**TASK:** Write out every line from the listing below where the string "collection" is found.

**SOURCE MATERIAL:**
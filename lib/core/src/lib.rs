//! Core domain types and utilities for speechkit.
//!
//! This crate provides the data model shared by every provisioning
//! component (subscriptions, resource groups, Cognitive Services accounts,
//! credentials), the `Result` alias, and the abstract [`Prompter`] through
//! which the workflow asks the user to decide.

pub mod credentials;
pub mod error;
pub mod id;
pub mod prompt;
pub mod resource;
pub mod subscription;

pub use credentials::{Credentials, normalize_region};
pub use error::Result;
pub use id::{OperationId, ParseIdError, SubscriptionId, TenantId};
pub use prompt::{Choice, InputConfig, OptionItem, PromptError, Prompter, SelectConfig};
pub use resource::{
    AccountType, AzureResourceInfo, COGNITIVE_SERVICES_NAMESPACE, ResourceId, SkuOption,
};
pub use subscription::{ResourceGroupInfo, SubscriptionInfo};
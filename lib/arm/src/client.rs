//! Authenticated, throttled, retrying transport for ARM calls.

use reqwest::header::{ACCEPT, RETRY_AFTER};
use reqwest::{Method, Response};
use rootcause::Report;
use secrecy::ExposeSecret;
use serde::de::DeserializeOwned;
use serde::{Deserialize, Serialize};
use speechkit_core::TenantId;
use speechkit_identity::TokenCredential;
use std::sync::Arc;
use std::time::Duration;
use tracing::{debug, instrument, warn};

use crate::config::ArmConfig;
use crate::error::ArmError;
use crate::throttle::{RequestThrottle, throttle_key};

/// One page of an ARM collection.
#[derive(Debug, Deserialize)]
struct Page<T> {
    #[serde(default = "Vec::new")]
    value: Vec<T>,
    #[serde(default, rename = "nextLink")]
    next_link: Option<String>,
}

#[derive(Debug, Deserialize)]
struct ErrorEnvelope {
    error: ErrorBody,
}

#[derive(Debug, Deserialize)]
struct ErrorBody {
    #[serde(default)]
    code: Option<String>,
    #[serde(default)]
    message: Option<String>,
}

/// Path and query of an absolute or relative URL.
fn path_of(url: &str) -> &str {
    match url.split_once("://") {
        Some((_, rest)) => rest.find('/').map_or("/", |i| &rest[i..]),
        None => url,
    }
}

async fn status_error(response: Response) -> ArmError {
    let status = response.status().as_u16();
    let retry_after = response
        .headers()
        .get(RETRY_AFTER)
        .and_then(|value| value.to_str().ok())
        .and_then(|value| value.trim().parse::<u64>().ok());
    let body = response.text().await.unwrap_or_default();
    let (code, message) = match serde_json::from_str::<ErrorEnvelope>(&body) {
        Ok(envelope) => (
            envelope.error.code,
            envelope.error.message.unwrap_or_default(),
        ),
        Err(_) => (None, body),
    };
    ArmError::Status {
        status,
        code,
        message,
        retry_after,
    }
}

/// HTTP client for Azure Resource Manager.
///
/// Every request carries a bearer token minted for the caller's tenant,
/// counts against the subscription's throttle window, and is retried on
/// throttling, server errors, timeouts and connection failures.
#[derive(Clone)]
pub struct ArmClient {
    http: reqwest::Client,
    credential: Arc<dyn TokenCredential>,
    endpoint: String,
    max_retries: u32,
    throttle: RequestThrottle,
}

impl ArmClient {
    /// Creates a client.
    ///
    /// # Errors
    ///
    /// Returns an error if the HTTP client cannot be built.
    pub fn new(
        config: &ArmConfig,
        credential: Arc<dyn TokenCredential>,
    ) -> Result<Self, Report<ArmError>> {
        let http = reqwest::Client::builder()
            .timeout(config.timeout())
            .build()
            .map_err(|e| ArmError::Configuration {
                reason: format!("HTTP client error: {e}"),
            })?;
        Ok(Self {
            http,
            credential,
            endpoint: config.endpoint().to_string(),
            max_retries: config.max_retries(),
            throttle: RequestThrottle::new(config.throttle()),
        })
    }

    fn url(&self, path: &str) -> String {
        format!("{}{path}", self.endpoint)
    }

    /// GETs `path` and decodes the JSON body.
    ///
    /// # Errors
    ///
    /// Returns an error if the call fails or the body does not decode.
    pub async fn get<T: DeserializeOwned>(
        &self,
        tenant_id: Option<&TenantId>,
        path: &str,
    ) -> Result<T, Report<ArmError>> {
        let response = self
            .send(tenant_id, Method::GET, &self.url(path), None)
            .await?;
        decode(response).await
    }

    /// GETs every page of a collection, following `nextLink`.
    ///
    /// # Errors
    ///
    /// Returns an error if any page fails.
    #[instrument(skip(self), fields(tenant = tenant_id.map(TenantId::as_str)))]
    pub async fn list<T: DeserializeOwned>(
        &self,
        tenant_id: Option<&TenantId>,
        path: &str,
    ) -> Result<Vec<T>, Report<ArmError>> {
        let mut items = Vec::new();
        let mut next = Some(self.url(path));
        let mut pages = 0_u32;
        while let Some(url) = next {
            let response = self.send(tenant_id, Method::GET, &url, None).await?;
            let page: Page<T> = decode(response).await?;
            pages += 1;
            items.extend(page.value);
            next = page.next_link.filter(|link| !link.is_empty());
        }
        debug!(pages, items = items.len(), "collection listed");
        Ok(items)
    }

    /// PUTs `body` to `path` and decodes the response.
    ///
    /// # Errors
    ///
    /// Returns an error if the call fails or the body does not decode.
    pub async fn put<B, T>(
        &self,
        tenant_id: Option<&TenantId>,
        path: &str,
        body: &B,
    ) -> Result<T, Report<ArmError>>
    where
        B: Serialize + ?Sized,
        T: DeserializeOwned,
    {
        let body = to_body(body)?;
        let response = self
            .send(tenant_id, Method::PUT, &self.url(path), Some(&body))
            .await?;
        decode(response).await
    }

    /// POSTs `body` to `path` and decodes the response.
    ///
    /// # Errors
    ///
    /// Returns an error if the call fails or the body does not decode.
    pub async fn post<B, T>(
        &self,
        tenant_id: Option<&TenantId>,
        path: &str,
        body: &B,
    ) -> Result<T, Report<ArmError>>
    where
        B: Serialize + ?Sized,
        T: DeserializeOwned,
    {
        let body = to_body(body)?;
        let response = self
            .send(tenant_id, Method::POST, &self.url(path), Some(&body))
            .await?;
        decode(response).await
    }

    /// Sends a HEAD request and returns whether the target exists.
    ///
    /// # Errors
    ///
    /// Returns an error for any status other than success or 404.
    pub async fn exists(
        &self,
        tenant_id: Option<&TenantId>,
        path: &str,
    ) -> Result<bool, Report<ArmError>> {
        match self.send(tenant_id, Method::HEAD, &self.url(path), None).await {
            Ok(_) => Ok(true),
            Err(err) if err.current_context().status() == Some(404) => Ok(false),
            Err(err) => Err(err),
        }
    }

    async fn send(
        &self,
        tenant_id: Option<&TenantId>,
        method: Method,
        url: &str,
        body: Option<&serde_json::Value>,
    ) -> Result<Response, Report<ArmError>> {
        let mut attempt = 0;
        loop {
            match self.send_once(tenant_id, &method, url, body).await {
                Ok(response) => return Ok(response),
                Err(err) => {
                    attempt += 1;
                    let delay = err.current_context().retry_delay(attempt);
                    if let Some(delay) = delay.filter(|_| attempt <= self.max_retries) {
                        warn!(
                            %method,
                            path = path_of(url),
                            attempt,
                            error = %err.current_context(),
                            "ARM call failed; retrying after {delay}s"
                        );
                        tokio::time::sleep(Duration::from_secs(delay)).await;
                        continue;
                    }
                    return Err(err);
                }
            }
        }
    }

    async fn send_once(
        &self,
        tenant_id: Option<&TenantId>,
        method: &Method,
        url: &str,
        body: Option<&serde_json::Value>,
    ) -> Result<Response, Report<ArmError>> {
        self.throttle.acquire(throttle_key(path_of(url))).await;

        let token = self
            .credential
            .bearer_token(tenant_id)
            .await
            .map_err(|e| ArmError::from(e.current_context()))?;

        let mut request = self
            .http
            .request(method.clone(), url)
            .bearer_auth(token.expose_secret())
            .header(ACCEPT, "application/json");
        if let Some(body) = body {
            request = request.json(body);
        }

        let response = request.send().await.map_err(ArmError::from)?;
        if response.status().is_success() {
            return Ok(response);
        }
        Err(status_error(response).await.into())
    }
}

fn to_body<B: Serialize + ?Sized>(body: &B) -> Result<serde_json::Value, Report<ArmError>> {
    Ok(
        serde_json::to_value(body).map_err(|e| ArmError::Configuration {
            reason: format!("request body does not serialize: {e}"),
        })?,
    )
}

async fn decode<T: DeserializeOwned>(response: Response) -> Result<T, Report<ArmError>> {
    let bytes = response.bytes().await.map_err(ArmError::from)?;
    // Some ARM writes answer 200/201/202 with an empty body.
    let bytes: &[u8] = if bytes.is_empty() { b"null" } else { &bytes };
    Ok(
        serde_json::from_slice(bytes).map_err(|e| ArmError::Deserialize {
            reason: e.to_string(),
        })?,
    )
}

**ANSWER TO THE EXERCISE:**
/// One page of an ARM collection.
    /// GETs every page of a collection, following `nextLink`.
        debug!(pages, items = items.len(), "collection listed");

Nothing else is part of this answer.